[Opening DATA PROVIDED section]

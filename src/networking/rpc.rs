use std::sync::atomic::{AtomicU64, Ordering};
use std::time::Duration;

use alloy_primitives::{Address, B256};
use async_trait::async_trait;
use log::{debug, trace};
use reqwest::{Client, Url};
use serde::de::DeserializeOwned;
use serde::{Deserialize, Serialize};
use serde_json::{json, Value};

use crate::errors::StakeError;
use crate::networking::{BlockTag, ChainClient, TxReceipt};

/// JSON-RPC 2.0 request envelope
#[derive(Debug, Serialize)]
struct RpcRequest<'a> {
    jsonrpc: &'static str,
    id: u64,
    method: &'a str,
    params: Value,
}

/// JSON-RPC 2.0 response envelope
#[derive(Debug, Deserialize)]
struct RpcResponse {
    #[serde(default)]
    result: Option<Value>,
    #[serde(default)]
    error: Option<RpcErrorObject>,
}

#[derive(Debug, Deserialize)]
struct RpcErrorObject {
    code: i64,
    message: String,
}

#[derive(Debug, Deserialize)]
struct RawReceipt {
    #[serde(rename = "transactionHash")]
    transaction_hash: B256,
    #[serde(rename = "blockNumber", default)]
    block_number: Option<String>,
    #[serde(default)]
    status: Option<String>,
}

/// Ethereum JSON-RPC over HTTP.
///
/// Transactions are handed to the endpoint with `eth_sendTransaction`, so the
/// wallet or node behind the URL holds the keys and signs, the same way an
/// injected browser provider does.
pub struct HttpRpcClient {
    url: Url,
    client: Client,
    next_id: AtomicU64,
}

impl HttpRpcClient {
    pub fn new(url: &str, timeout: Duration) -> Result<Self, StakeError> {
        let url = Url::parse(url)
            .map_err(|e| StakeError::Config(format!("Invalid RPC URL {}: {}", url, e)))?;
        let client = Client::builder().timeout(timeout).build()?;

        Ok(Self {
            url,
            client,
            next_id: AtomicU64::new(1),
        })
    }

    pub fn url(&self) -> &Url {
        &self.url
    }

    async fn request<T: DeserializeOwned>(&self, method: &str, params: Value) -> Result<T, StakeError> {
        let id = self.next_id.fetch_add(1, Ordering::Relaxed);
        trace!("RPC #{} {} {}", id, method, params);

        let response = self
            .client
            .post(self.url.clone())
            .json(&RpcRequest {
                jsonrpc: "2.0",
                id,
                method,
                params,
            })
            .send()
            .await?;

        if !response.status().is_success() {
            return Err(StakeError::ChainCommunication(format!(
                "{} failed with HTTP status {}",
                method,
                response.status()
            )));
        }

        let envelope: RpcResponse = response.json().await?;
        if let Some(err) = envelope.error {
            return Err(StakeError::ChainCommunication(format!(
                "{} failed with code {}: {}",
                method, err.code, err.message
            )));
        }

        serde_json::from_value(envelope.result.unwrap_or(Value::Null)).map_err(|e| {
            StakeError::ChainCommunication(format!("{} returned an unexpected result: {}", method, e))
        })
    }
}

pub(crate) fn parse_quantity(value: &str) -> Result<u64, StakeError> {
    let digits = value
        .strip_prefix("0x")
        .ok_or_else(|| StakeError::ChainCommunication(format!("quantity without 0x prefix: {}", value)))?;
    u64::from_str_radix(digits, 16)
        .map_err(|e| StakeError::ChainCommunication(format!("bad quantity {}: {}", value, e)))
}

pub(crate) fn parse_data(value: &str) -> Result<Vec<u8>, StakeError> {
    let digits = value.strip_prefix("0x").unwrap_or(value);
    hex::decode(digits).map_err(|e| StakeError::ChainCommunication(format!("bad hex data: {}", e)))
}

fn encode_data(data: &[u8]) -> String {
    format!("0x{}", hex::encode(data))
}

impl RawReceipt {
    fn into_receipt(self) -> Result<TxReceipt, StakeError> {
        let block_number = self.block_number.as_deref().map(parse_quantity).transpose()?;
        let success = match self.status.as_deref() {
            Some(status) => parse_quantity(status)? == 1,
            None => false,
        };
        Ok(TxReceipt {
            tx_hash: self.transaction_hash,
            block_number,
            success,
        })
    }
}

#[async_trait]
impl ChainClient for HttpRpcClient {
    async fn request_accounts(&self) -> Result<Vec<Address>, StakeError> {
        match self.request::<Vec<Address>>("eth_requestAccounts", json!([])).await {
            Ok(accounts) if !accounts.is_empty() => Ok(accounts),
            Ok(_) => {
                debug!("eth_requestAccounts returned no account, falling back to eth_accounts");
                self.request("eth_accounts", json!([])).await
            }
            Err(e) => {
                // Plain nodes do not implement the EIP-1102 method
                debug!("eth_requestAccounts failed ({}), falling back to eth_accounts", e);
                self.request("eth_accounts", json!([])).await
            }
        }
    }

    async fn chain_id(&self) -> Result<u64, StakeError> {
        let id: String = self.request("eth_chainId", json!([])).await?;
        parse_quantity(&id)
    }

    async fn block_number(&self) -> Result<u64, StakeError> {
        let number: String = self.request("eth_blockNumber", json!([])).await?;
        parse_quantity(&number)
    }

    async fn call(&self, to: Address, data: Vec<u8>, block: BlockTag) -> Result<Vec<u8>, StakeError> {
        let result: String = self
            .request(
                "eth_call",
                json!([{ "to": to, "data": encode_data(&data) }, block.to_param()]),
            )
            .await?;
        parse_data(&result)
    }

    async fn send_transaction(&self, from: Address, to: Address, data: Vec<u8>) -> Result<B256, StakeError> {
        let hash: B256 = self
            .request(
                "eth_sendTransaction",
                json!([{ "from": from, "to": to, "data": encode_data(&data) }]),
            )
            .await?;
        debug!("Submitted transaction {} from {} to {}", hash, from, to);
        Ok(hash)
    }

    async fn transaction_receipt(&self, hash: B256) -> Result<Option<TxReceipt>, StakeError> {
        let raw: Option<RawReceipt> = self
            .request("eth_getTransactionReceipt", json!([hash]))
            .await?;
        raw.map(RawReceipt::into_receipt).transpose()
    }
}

[Closing DATA PROVIDED section]

◆ EXERCISE DESCRIPTION: Going through the data, tally the lines containing "envelope" and report only the result.

◆ EXERCISE SOLUTION: 5